Jordan Bell: Defensive player of year in Pac 12, had some games where he absolutely looked great, like the Kansas game in the elite 8. He plays hard. Hangs in the air somehow longer that most guys. Tries to dunk everything. He can switch onto smaller guys in ball screens. Thirsty rebounder, chases everything, but absolutely never blocks out….he just runs for the ball. Good rim runner, big catch radius. As a ballscreener he can short roll and be a 4 on 3 playmaker if they double the ball. Absolutely zero back to the basket game. Jump shot is pitiful, elbow sticks way out, misses shots left and right. Not very long relatively speaking, struggles against other guys his size or bigger. He absolutely choked in the last minute vs UNC in the title game, as his failure to blockout on a free throw 2 different times let North Carolina hang on. I’d like him at 47 despite his limitations...he has some Bobby Portis to his game, and Portis went significantly higher.
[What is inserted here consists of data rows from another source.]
/// A created network.
#[derive(Debug, Clone, PartialEq, Eq)]
pub struct NetworkHandle {
    pub id: String,
    pub name: String,
}

struct ProviderInner {
    engine: Arc<dyn Engine>,
    config: Config,
    session: Arc<Session>,
    reaper: Option<Arc<ReaperClient>>,
    defaults: LifecycleHooks,
}

/// Creates, starts and terminates resources. Cheap to clone.
#[derive(Clone)]
pub struct Provider {
    inner: Arc<ProviderInner>,
}

impl std::fmt::Debug for Provider {
    fn fmt(&self, f: &mut std::fmt::Formatter<'_>) -> std::fmt::Result {
        f.debug_struct("Provider")
            .field("session", &self.inner.session.id())
            .field("reaper", &self.inner.reaper.is_some())
            .finish_non_exhaustive()
    }
}

impl Provider {
    /// A provider for the process-wide session. Unless disabled in `config`,
    /// a reaper sidecar is started on first use.
    pub fn new(engine: Arc<dyn Engine>, config: Config) -> Self {
        Self::with_session(engine, config, Session::global())
    }

    pub fn with_session(engine: Arc<dyn Engine>, config: Config, session: Arc<Session>) -> Self {
        let reaper = (!config.reaper.disabled).then(|| {
            Arc::new(ReaperClient::new(
                engine.clone(),
                config.reaper.clone(),
                session.clone(),
            ))
        });
        Self::with_parts(engine, config, session, reaper)
    }

    /// Assemble a provider from explicit parts, e.g. a reaper client pointed
    /// at an already running sidecar.
    pub fn with_parts(
        engine: Arc<dyn Engine>,
        config: Config,
        session: Arc<Session>,
        reaper: Option<Arc<ReaperClient>>,
    ) -> Self {
        let defaults =
            defaults::default_hooks(session.clone(), reaper.clone(), config.reaper.required);
        Self {
            inner: Arc::new(ProviderInner {
                engine,
                config,
                session,
                reaper,
                defaults,
            }),
        }
    }

    /// Resolve configuration from the environment and connect to Docker.
    pub async fn from_env() -> Result<Self> {
        let config = Config::resolve()?;
        let engine = DockerEngine::connect(&config.engine)
            .await
            .map_err(|source| LifecycleError::Engine {
                operation: "connect",
                source,
                handle: None,
            })?;
        Ok(Self::new(Arc::new(engine), config))
    }

    pub fn engine(&self) -> &Arc<dyn Engine> {
        &self.inner.engine
    }

    pub fn config(&self) -> &Config {
        &self.inner.config
    }

    pub fn session(&self) -> &Arc<Session> {
        &self.inner.session
    }

    pub fn reaper(&self) -> Option<&Arc<ReaperClient>> {
        self.inner.reaper.as_ref()
    }

    /// Create a container without starting it.
    pub async fn create(&self, ctx: &WaitContext, request: ResourceRequest) -> Result<ResourceHandle> {
        let mut request = request;
        let hooks = LifecycleHooks::around(&self.inner.defaults, &request.hooks);
        hooks.run_pre_create(ctx, &mut request).await?;

        let engine = &self.inner.engine;
        let image = self.inner.config.engine.image_name(&request.image);
        engine
            .ensure_image(&image)
            .await
            .map_err(|source| LifecycleError::Engine {
                operation: "pull",
                source,
                handle: None,
            })?;
        let id = engine
            .create_container(&request.to_spec(image.clone()))
            .await
            .map_err(|source| LifecycleError::Engine {
                operation: "create",
                source,
                handle: None,
            })?;
        self.inner.session.track_container(&id);
        tracing::info!(container_id = %id, image = %image, "Created container");

        let handle = ResourceHandle::new(id, self.clone(), request, hooks);
        if let Err(e) = handle.hooks().run(Phase::PostCreate, ctx, &handle).await {
            return Err(e.attach(handle));
        }
        Ok(handle)
    }

    /// Start a created container. Returns once post-start hooks, including
    /// the readiness wait, have completed.
    pub async fn start(&self, ctx: &WaitContext, handle: &ResourceHandle) -> Result<()> {
        handle.hooks().run(Phase::PreStart, ctx, handle).await?;
        self.inner
            .engine
            .start_container(handle.id())
            .await
            .map_err(|source| LifecycleError::Engine {
                operation: "start",
                source,
                handle: None,
            })?;
        tracing::debug!(container_id = %handle.id(), "Started container");
        handle.hooks().run(Phase::PostStart, ctx, handle).await
    }

    /// Create and start. On failure after creation the error carries the
    /// handle.
    pub async fn run(&self, ctx: &WaitContext, request: ResourceRequest) -> Result<ResourceHandle> {
        let handle = self.create(ctx, request).await?;
        match self.start(ctx, &handle).await {
            Ok(()) => Ok(handle),
            Err(e) => Err(e.attach(handle)),
        }
    }

    /// Stop and remove. A resource that is already gone counts as removed;
    /// terminating twice is a no-op.
    pub async fn terminate(&self, ctx: &WaitContext, handle: &ResourceHandle) -> Result<()> {
        if !handle.begin_terminate() {
            return Ok(());
        }
        if let Err(e) = handle.hooks().run(Phase::PreTerminate, ctx, handle).await {
            handle.abort_terminate();
            return Err(e);
        }

        let engine = &self.inner.engine;
        let id = handle.id();
        if let Err(e) = engine
            .stop_container(id, self.inner.config.lifecycle.stop_grace)
            .await
            && !e.is_not_found()
        {
            tracing::debug!(container_id = %id, error = %e, "Stop failed; removing anyway");
        }
        match engine.remove_container(id).await {
            Ok(()) => {}
            Err(e) if e.is_not_found() => {}
            Err(source) => {
                let err = TerminationError {
                    resource_id: id.to_string(),
                    source,
                };
                tracing::warn!(container_id = %id, "{}", err);
                handle.abort_terminate();
                return Err(err.into());
            }
        }
        self.inner.session.forget(id);
        tracing::info!(container_id = %id, "Terminated container");

        handle.hooks().run(Phase::PostTerminate, ctx, handle).await
    }

    /// Create a session network.
    pub async fn create_network(&self, request: NetworkRequest) -> Result<NetworkHandle> {
        let mut labels = request.labels;
        labels.insert(
            LABEL_SESSION_ID.to_string(),
            self.inner.session.id().to_string(),
        );
        if !request.skip_reaper {
            labels.insert(LABEL_REAP.to_string(), "true".to_string());
            if let Some(reaper) = &self.inner.reaper
                && let Err(e) = reaper.ensure_registered().await
            {
                if self.inner.config.reaper.required {
                    return Err(e.into());
                }
                reaper.warn_degraded(&e);
            }
        }

        let spec = NetworkSpec {
            name: request.name.clone(),
            driver: request.driver,
            internal: request.internal,
            labels,
        };
        let id = self
            .inner
            .engine
            .create_network(&spec)
            .await
            .map_err(|source| LifecycleError::Engine {
                operation: "create_network",
                source,
                handle: None,
            })?;
        self.inner.session.track_network(&id);
        tracing::info!(network_id = %id, name = %request.name, "Created network");
        Ok(NetworkHandle {
            id,
            name: request.name,
        })
    }

    /// Remove a network. Containers attached to it must be terminated first.
    pub async fn remove_network(&self, network: &NetworkHandle) -> Result<()> {
        match self.inner.engine.remove_network(&network.id).await {
            Ok(()) => {}
            Err(e) if e.is_not_found() => {}
            Err(source) => {
                return Err(TerminationError {
                    resource_id: network.id.clone(),
                    source,
                }
                .into());
            }
        }
        self.inner.session.forget(&network.id);
        tracing::info!(network_id = %network.id, "Removed network");
        Ok(())
    }

    /// Remove everything the session still tracks, containers before
    /// networks.
    pub async fn teardown(&self) -> Vec<TerminationError> {
        self.inner
            .session
            .teardown(
                self.inner.engine.as_ref(),
                self.inner.config.lifecycle.stop_grace,
            )
            .await
    }
}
Monte Morris: bigger point guard, I don’t think he can play in the league but I am in the minority. Pass first guy with size, just not quick or athletic enough for me.
Davon Reed: Now we are talking! Pacers should move up to get him. I have him rated higher than most. Indiana likes him too, as they brought him in twice. High quality 3/D prospect, very long arms, shoots it simply and well. Very smart IQ player, even if he is limited skill wise. Tough kid. Very well coached by Jim Larranaga at Miami. Fear the Celtics getting him first, as Larranaga’s son Jay is Brad Stevens top assistant in Boston. Reed can guard positions 2-4 I think in switches, and make 38%-42% of his threes. Already has shown NBA distance. 7’0 wingspan. I think is he is a rotation wing who plays 10 years in the league. I’d move up to get him, buy a pick if need be.
Jawun Evans: small point guard who specializes in the ballscreen game. Played a pick/roll heavy offense at Oklahoma State under Coach Brad Underwood, who now is at Illinois. Fits current NBA offensive schemes. Very small and light though, which I have an admitted scouting bias against. I don’t see who he guards among NBA starters, so you better have a plan to hide him. He won’t get to 47, and might go in round 1. I’d take him if he fell to me I guess, but he is a backup point guard all day, no starter potential to me. Not my kind of point guard.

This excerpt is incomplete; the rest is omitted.